Notwithstanding the preceding provisions of this subdivision, a facility shall not be considered a replacement business facility if the taxpayer's new business facility investment, as computed in subdivision [(16)] (19) of this section, in the new facility during the tax period for which the credits allowed in section 135.967 are claimed exceed one million dollars and if the total number of employees at the new facility exceeds the total number of employees at the old facility by at least two;
[(23)] (26) "Same or substantially similar enhanced business enterprise", an enhanced business enterprise in which the nature of the products produced or sold, or activities conducted, are similar in character and use or are produced, sold, performed, or conducted in the same or similar manner as in another enhanced business enterprise.
135.967. 1. A taxpayer who establishes a new business facility may, upon approval by the department, be allowed a credit, each tax year for up to ten tax years, in an amount determined as set forth in this section, against the tax imposed by chapter 143, RSMo, excluding withholding tax imposed by sections 143.191 to 143.265, RSMo. No taxpayer shall receive multiple ten-year periods for subsequent expansions at the same facility.
2. Notwithstanding any provision of law to the contrary, any taxpayer who establishes a new business facility in an enhanced enterprise zone and is awarded state tax credits under this section may not also receive tax credits under sections 135.100 to 135.150, sections 135.200 to [135.268] 135.286, or section 135.535, and may not simultaneously receive tax credits under sections 620.1875 to 620.1890, RSMo, at the same facility.
3. No credit shall be issued pursuant to this section unless:
(1) The number of new business facility employees engaged or maintained in employment at the new business facility for the taxable year for which the credit is claimed equals or exceeds two; and
(2) The new business facility investment for the taxable year for which the credit is claimed equals or exceeds one hundred thousand dollars.
4. The annual amount of credits allowed for an approved enhanced business enterprise shall be the lesser of:
(1) The annual amount authorized by the department for the enhanced business enterprise, which shall be limited to the projected state economic benefit, as determined by the department; or
(2) The sum calculated based upon the following:
(a) A credit of four hundred dollars for each new business facility employee employed within an enhanced enterprise zone;
(b) An additional credit of four hundred dollars for each new business facility employee who is a resident of an enhanced enterprise zone;
(c) An additional credit of four hundred dollars for each new business facility employee who is paid by the enhanced business enterprise a wage that exceeds the average wage paid within the county in which the facility is located, as determined by the department; and
(d) A credit equal to two percent of new business facility investment within an enhanced enterprise zone.

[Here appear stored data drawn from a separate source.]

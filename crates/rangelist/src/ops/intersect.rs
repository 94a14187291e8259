use crate::RangeList;

use shared::Interval;

use tracing::instrument;

impl RangeList {
    /// Set intersection with `other`.
    #[instrument(level = "trace", skip_all)]
    pub fn intersect_with(&self, other: &Self) -> Self {
        assert_eq!(self.width, other.width, "range list bit widths don't agree");

        // Handle common cases.
        if self.is_empty() || other.is_full() {
            return self.clone();
        }
        if other.is_empty() || self.is_full() {
            return other.clone();
        }

        let lhs = self.intervals();
        let rhs = other.intervals();
        let mut result = RangeList::empty(self.width);
        let (mut i, mut j) = (0, 0);
        while i < lhs.len() && j < rhs.len() {
            let start = lhs[i].lower().max(rhs[j].lower());
            let end = lhs[i].upper().min(rhs[j].upper());
            if start < end {
                result.append_sorted_unchecked(Interval::new(self.width, start, end));
            }
            // the side ending first cannot overlap anything further on the
            // other side; ties advance the receiver
            if lhs[i].upper() <= rhs[j].upper() {
                i += 1;
            } else {
                j += 1;
            }
        }
        result
    }
}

5. Prior to January 1, 2007, in no event shall the department authorize more than four million dollars annually to be issued for all enhanced business enterprises. After December 31, 2006, in no event shall the department authorize more than fourteen million dollars annually to be issued for all enhanced business enterprises.
6. If a facility, which does not constitute a new business facility, is expanded by the taxpayer, the expansion shall be considered eligible for the credit allowed by this section if:
(1) The taxpayer's new business facility investment in the expansion during the tax period in which the credits allowed in this section are claimed exceeds one hundred thousand dollars and if the number of new business facility employees engaged or maintained in employment at the expansion facility for the taxable year for which credit is claimed equals or exceeds two, and the total number of employees at the facility after the expansion is at least two greater than the total number of employees before the expansion; and
(2) The taxpayer's investment in the expansion and in the original facility prior to expansion shall be determined in the manner provided in subdivision [(14)] (19) of section 135.950.
7. The number of new business facility employees during any taxable year shall be determined by dividing by twelve the sum of the number of individuals employed on the last business day of each month of such taxable year. If the new business facility is in operation for less than the entire taxable year, the number of new business facility employees shall be determined by dividing the sum of the number of individuals employed on the last business day of each full calendar month during the portion of such taxable year during which the new business facility was in operation by the number of full calendar months during such period. For the purpose of computing the credit allowed by this section in the case of a facility which qualifies as a new business facility under subsection 6 of this section, and in the case of a new business facility which satisfies the requirements of paragraph (c) of subdivision [(14)] (17) of section 135.950, or subdivision [(22)] (25) of section 135.950, the number of new business facility employees at such facility shall be reduced by the average number of individuals employed, computed as provided in this subsection, at the facility during the taxable year immediately preceding the taxable year in which such expansion, acquisition, or replacement occurred and shall further be reduced by the number of individuals employed by the taxpayer or related taxpayer that was subsequently transferred to the new business facility from another Missouri facility and for which credits authorized in this section are not being earned, whether such credits are earned because of an expansion, acquisition, relocation, or the establishment of a new facility.
8. In the case where a new business facility employee who is a resident of an enhanced enterprise zone for less than a twelve-month period is employed for less than a twelve-month period, the credits allowed by paragraph (b) of subdivision (2) of subsection 4 of this section shall be determined by multiplying four hundred dollars by a fraction, the numerator of which is the number of calendar days during the taxpayer's tax year for which such credits are claimed, in which the employee was a resident of an enhanced enterprise zone, and the denominator of which is three hundred sixty-five.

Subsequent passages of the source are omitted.